* EXERCISE BRIEF
Look through the data below for the string "once", and copy every line where it turns up.
#### RECORDS FOR THIS TASK ####
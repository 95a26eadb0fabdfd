// Copyright (C) 2026 Fred Clausen
// Use of this source code is governed by an MIT-style
// license that can be found in the LICENSE file or at
// https://opensource.org/licenses/MIT.

//! The inclusive date range a plan is computed over.

use crate::error::DomainError;
use serde::{Deserialize, Serialize};
use time::Date;

/// An inclusive planning window.
///
/// The window always satisfies `start <= end`; a single-day window is valid.
/// Windows are immutable once constructed.
#[derive(Debug, Clone, Copy, PartialEq, Eq, Hash, Serialize, Deserialize)]
pub struct PlanningWindow {
    /// The first date of the window (inclusive).
    start: Date,
    /// The last date of the window (inclusive).
    end: Date,
}

impl PlanningWindow {
    /// Creates a new `PlanningWindow`.
    ///
    /// # Arguments
    ///
    /// * `start` - The first date (inclusive)
    /// * `end` - The last date (inclusive)
    ///
    /// # Errors
    ///
    /// Returns `DomainError::InvalidRange` if `start` is after `end`.
    pub fn new(start: Date, end: Date) -> Result<Self, DomainError> {
        if start > end {
            return Err(DomainError::InvalidRange { start, end });
        }
        Ok(Self { start, end })
    }

    /// Returns the first date of the window.
    #[must_use]
    pub const fn start(&self) -> Date {
        self.start
    }

    /// Returns the last date of the window.
    #[must_use]
    pub const fn end(&self) -> Date {
        self.end
    }

    /// Returns the number of days in the window, both ends included.
    #[must_use]
    #[allow(clippy::cast_sign_loss, clippy::cast_possible_truncation)]
    pub fn day_count(&self) -> u32 {
        // Non-negative by construction; fits u32 for any representable range.
        ((self.end - self.start).whole_days() + 1) as u32
    }

    /// Returns whether `date` falls inside the window.
    #[must_use]
    pub fn contains(&self, date: Date) -> bool {
        self.start <= date && date <= self.end
    }

    /// Returns the zero-based position of `date` within the window.
    #[must_use]
    #[allow(clippy::cast_sign_loss, clippy::cast_possible_truncation)]
    pub fn offset_of(&self, date: Date) -> Option<usize> {
        if self.contains(date) {
            Some((date - self.start).whole_days() as usize)
        } else {
            None
        }
    }
}
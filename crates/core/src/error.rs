// Copyright (C) 2026 Fred Clausen
// Use of this source code is governed by an MIT-style
// license that can be found in the LICENSE file or at
// https://opensource.org/licenses/MIT.

use leave_planner_domain::DomainError;

/// Errors that can occur before an optimization run starts.
///
/// Every variant is a validation failure; once a request is accepted the
/// engine itself cannot fail.
#[derive(Debug, Clone, PartialEq, Eq)]
pub enum CoreError {
    /// The request broke a domain rule (budget, window, style, weekend).
    InvalidRequest(DomainError),
}

impl std::fmt::Display for CoreError {
    fn fmt(&self, f: &mut std::fmt::Formatter<'_>) -> std::fmt::Result {
        match self {
            Self::InvalidRequest(err) => write!(f, "Invalid optimization request: {err}"),
        }
    }
}

impl std::error::Error for CoreError {
    fn source(&self) -> Option<&(dyn std::error::Error + 'static)> {
        match self {
            Self::InvalidRequest(err) => Some(err),
        }
    }
}

impl From<DomainError> for CoreError {
    fn from(err: DomainError) -> Self {
        Self::InvalidRequest(err)
    }
}
// Copyright (C) 2026 Fred Clausen
// Use of this source code is governed by an MIT-style
// license that can be found in the LICENSE file or at
// https://opensource.org/licenses/MIT.

//! Error types for the API layer.

use leave_planner::CoreError;
use leave_planner_domain::DomainError;

/// API-level errors.
///
/// These are distinct from domain/core errors and represent the API contract.
#[derive(Debug, Clone, PartialEq, Eq)]
pub enum ApiError {
    /// A domain rule was violated.
    DomainRuleViolation {
        /// The rule that was violated.
        rule: String,
        /// A human-readable description of the violation.
        message: String,
    },
    /// Invalid input was provided.
    InvalidInput {
        /// The field that was invalid.
        field: String,
        /// A human-readable description of the error.
        message: String,
    },
    /// An internal error occurred.
    Internal {
        /// A description of the internal error.
        message: String,
    },
}

impl std::fmt::Display for ApiError {
    fn fmt(&self, f: &mut std::fmt::Formatter<'_>) -> std::fmt::Result {
        match self {
            Self::DomainRuleViolation { rule, message } => {
                write!(f, "Domain rule violation ({rule}): {message}")
            }
            Self::InvalidInput { field, message } => {
                write!(f, "Invalid input for field '{field}': {message}")
            }
            Self::Internal { message } => {
                write!(f, "Internal error: {message}")
            }
        }
    }
}

impl std::error::Error for ApiError {}

/// Translates a domain error into an API error.
///
/// This translation is explicit and ensures domain errors are not leaked directly.
#[must_use]
pub fn translate_domain_error(err: DomainError) -> ApiError {
    match err {
        DomainError::InvalidBudget { budget } => ApiError::DomainRuleViolation {
            rule: String::from("positive_budget"),
            message: format!("Invalid leave budget: {budget}. Must be greater than 0"),
        },
        DomainError::InvalidRange { start, end } => ApiError::DomainRuleViolation {
            rule: String::from("window_order"),
            message: format!("Start date {start} must be before end date {end}"),
        },
        DomainError::UnknownStyle(style) => ApiError::InvalidInput {
            field: String::from("style"),
            message: format!("Unknown vacation style: '{style}'"),
        },
        DomainError::InvalidWeekendDay { index } => ApiError::InvalidInput {
            field: String::from("weekend_days"),
            message: format!(
                "Invalid weekend day index: {index}. Must be between 0 (Sunday) and 6 (Saturday)"
            ),
        },
        DomainError::EmptyWeekend => ApiError::InvalidInput {
            field: String::from("weekend_days"),
            message: String::from("Weekend must include at least one day"),
        },
        DomainError::DateParseError { date_string, error } => ApiError::InvalidInput {
            field: String::from("date"),
            message: format!("Failed to parse date '{date_string}': {error}"),
        },
    }
}

/// Translates a core error into an API error.
///
/// This translation is explicit and ensures core errors are not leaked directly.
#[must_use]
pub fn translate_core_error(err: CoreError) -> ApiError {
    match err {
        CoreError::InvalidRequest(domain_err) => translate_domain_error(domain_err),
    }
}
####
* RESULT BELOW
/// Windows are immutable once constructed.
/// Every variant is a validation failure; once a request is accepted the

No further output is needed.